Revision verworfen: Unterverkäufer als verlängerter Arm bei Bandenhandel
- Gericht
- BGH
- Spruchkörper
- 3. Strafsenat
- Aktenzeichen
- 3 StR 385/97
- Datum
- 20.08.1997
- Rechtsgebiet
- Strafrecht
Abstrakte Rechtssätze
Die Revision ist als unbegründet zu verwerfen, wenn die Nachprüfung keinen den Verurteilten benachteiligenden Rechtsfehler ergibt (§ 349 Abs. 2 StPO).
Für die Abgrenzung zwischen selbständigem Geschäftspartner und Unterverkäufer im Betäubungsmittelhandel kommt es auf die tatsächliche Einbindung an; Preisvorgaben, fester Gewinnanteil und fehlende Einflussmöglichkeiten sprechen für eine untergeordnete Rolle.
Die rechtliche Qualifikation der Beteiligung richtet sich nach den konkreten Vereinbarungen und der tatsächlichen Einflussnahme auf Zeitpunkt, Umfang und Preis der Lieferungen.
Eine bloße Gewinnerzielungsabsicht begründet keine selbständige Geschäftsbeziehung, solange eine Weisungsgebundenheit und wirtschaftliche Abhängigkeit vorliegt.
Vorinstanzen
Landgericht Wuppertal, 27. Januar 1997
Rubrum
BUNDESGERICHTSHOF BESCHLUSS 3 StR 385/97 vom 20. August 1997 in der Strafsache gegen ████, geboren am ███ 1971 ███ Mahmut in █████████ wegen Bandenhandels mit Betäubungsmitteln in nicht geringer Menge u. a.
Der 3. Strafsenat des Bundesgerichtshofs hat auf Antrag des Generalbundesanwalts und nach Anhörung des Beschwerdeführers am 20. August 1997 einstimmig
Tenor
Die Revision des Angeklagten gegen das Urteil des Landgerichts Wuppertal vom 27. Januar 1997 wird als unbegründet verworfen, da die Nachprüfung des Urteils auf Grund der Revisionsrechtfertigung keinen Rechtsfehler zum Nachteil des Angeklagten ergeben hat (§ 349 Abs. 2 StPO).
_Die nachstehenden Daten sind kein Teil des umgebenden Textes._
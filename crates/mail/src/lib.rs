//! Outbound email for Bookly.
//!
//! The transport is an HTTP mail provider: messages are posted as JSON to
//! the provider endpoint configured in [`MailSettings`]. The client is
//! built once at startup and shared read-only afterwards. This layer is
//! fire-and-forget: no retry, no queuing, no delivery confirmation.

use std::time::Duration;

use anyhow::Context;
use serde::Serialize;
use thiserror::Error;

use bookly_kernel::settings::MailSettings;

/// MIME subtype of an outgoing message body
#[derive(Debug, Clone, Copy, PartialEq, Eq, Serialize)]
#[serde(rename_all = "lowercase")]
pub enum ContentType {
    Html,
    Plain,
}

/// Ephemeral outgoing message value. Constructed per send, never persisted.
#[derive(Debug, Clone, Serialize)]
pub struct Message {
    pub recipients: Vec<String>,
    pub subject: String,
    pub body: String,
    pub content_type: ContentType,
}

/// Build an HTML message ready for dispatch through [`MailClient::send`].
pub fn create_message(
    recipients: Vec<String>,
    subject: impl Into<String>,
    body: impl Into<String>,
) -> Message {
    Message {
        recipients,
        subject: subject.into(),
        body: body.into(),
        content_type: ContentType::Html,
    }
}

/// Errors surfaced by the mail transport
#[derive(Error, Debug)]
pub enum MailError {
    #[error("mail request failed: {0}")]
    Transport(#[from] reqwest::Error),

    #[error("mail provider rejected message with status {0}")]
    Rejected(reqwest::StatusCode),
}

/// Client for the outbound mail provider, configured once at process start.
pub struct MailClient {
    http_client: reqwest::Client,
    server: String,
    username: String,
    password: String,
    from_address: String,
    from_name: String,
}

impl MailClient {
    /// Build the client from settings. Fails only on invalid client
    /// configuration, not on provider unavailability.
    pub fn new(settings: &MailSettings) -> anyhow::Result<Self> {
        let http_client = reqwest::Client::builder()
            .timeout(Duration::from_millis(settings.send_timeout_ms))
            .build()
            .context("failed to build mail HTTP client")?;

        Ok(Self {
            http_client,
            server: settings.server.trim_end_matches('/').to_string(),
            username: settings.username.clone(),
            password: settings.password.clone(),
            from_address: settings.from_address.clone(),
            from_name: settings.from_name.clone(),
        })
    }

    /// Dispatch a message to the provider. Errors propagate to the caller;
    /// callers that must not fail on mail problems spawn the send and log.
    pub async fn send(&self, message: &Message) -> Result<(), MailError> {
        let url = format!("{}/messages", self.server);
        let payload = SendRequest {
            from: Sender {
                email: &self.from_address,
                name: &self.from_name,
            },
            to: &message.recipients,
            subject: &message.subject,
            body: &message.body,
            content_type: message.content_type,
        };

        let response = self
            .http_client
            .post(&url)
            .basic_auth(&self.username, Some(&self.password))
            .json(&payload)
            .send()
            .await?;

        if !response.status().is_success() {
            return Err(MailError::Rejected(response.status()));
        }

        tracing::debug!(
            recipients = message.recipients.len(),
            subject = %message.subject,
            "message accepted by mail provider"
        );

        Ok(())
    }
}

#[derive(Serialize)]
struct Sender<'a> {
    email: &'a str,
    name: &'a str,
}

#[derive(Serialize)]
struct SendRequest<'a> {
    from: Sender<'a>,
    to: &'a [String],
    subject: &'a str,
    body: &'a str,
    content_type: ContentType,
}

#[cfg(test)]
mod tests {
    use super::*;

    #[test]
    fn create_message_builds_html_message() {
        let message = create_message(
            vec!["a@example.com".to_string()],
            "Subject",
            "<p>body</p>",
        );

        assert_eq!(message.recipients, vec!["a@example.com".to_string()]);
        assert_eq!(message.subject, "Subject");
        assert_eq!(message.body, "<p>body</p>");
        assert_eq!(message.content_type, ContentType::Html);
    }

    #[test]
    fn create_message_keeps_all_recipients() {
        let message = create_message(
            vec!["a@example.com".to_string(), "b@example.com".to_string()],
            "Welcome",
            "<h1>Hi</h1>",
        );

        assert_eq!(message.recipients.len(), 2);
    }

    #[test]
    fn client_carries_sender_identity_from_settings() {
        let settings = MailSettings::default();
        let client = MailClient::new(&settings).unwrap();

        assert_eq!(client.from_address, "noreply@bookly.dev");
        assert_eq!(client.from_name, "Bookly");
    }

    #[test]
    fn client_trims_trailing_slash_from_server() {
        let settings = MailSettings {
            server: "http://mail.example.com/".to_string(),
            ..MailSettings::default()
        };
        let client = MailClient::new(&settings).unwrap();
        assert_eq!(client.server, "http://mail.example.com");
    }

    /// Captured request from the stub provider: the Authorization header
    /// and the JSON body the client posted.
    type CapturedSend = (Option<String>, serde_json::Value);

    /// Spin up a local stub mail provider that records incoming sends and
    /// answers with the given status. Returns its base URL and the channel
    /// carrying captured requests.
    async fn spawn_stub_provider(
        status: axum::http::StatusCode,
    ) -> (String, tokio::sync::mpsc::UnboundedReceiver<CapturedSend>) {
        let (tx, rx) = tokio::sync::mpsc::unbounded_channel::<CapturedSend>();

        let app = axum::Router::new()
            .route(
                "/messages",
                axum::routing::post(
                    move |axum::extract::State(tx): axum::extract::State<
                        tokio::sync::mpsc::UnboundedSender<CapturedSend>,
                    >,
                          headers: axum::http::HeaderMap,
                          axum::extract::Json(body): axum::extract::Json<serde_json::Value>| async move {
                        let auth = headers
                            .get(axum::http::header::AUTHORIZATION)
                            .and_then(|v| v.to_str().ok())
                            .map(str::to_string);
                        let _ = tx.send((auth, body));
                        status
                    },
                ),
            )
            .with_state(tx);

        let listener = tokio::net::TcpListener::bind("127.0.0.1:0").await.unwrap();
        let addr = listener.local_addr().unwrap();
        tokio::spawn(async move {
            axum::serve(listener, app).await.unwrap();
        });

        (format!("http://{addr}"), rx)
    }

    fn client_for(server: String) -> MailClient {
        let settings = MailSettings {
            server,
            username: "user".to_string(),
            password: "pass".to_string(),
            ..MailSettings::default()
        };
        MailClient::new(&settings).unwrap()
    }

    #[tokio::test]
    async fn send_posts_json_payload_with_basic_auth() {
        let (server, mut rx) = spawn_stub_provider(axum::http::StatusCode::OK).await;
        let client = client_for(server);

        let message = create_message(
            vec!["reader@example.com".to_string()],
            "Verify your account",
            "<p>Welcome</p>",
        );
        client.send(&message).await.unwrap();

        let (auth, body) = rx.recv().await.expect("provider saw no request");
        // "user:pass" base64-encoded
        assert_eq!(auth.as_deref(), Some("Basic dXNlcjpwYXNz"));
        assert_eq!(body["from"]["email"], "noreply@bookly.dev");
        assert_eq!(body["from"]["name"], "Bookly");
        assert_eq!(body["to"], serde_json::json!(["reader@example.com"]));
        assert_eq!(body["subject"], "Verify your account");
        assert_eq!(body["body"], "<p>Welcome</p>");
        assert_eq!(body["content_type"], "html");
    }

    #[tokio::test]
    async fn send_surfaces_provider_rejection_with_status() {
        let (server, _rx) =
            spawn_stub_provider(axum::http::StatusCode::INTERNAL_SERVER_ERROR).await;
        let client = client_for(server);

        let message = create_message(
            vec!["reader@example.com".to_string()],
            "Verify your account",
            "<p>Welcome</p>",
        );
        let err = client.send(&message).await.unwrap_err();

        match err {
            MailError::Rejected(status) => {
                assert_eq!(status, reqwest::StatusCode::INTERNAL_SERVER_ERROR)
            }
            other => panic!("expected provider rejection, got {other:?}"),
        }
    }
}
Nach den Feststellungen war der Angeklagte, dem die Höhe des Verkaufspreises vorgegeben war (UA S. 10, 11, 21), der einen festen Gewinnanteil erhielt und der auf Zeitpunkt und Umfang der Lieferungen keinen Einfluss hatte, nicht als selbständiger Geschäftspartner, sondern als Unterverkäufer in ███████████████ Weise als verlängerter Arm des Bandenoberen █████ tätig.
Der Beschwerdeführer hat die Kosten des Rechtsmittels zu tragen.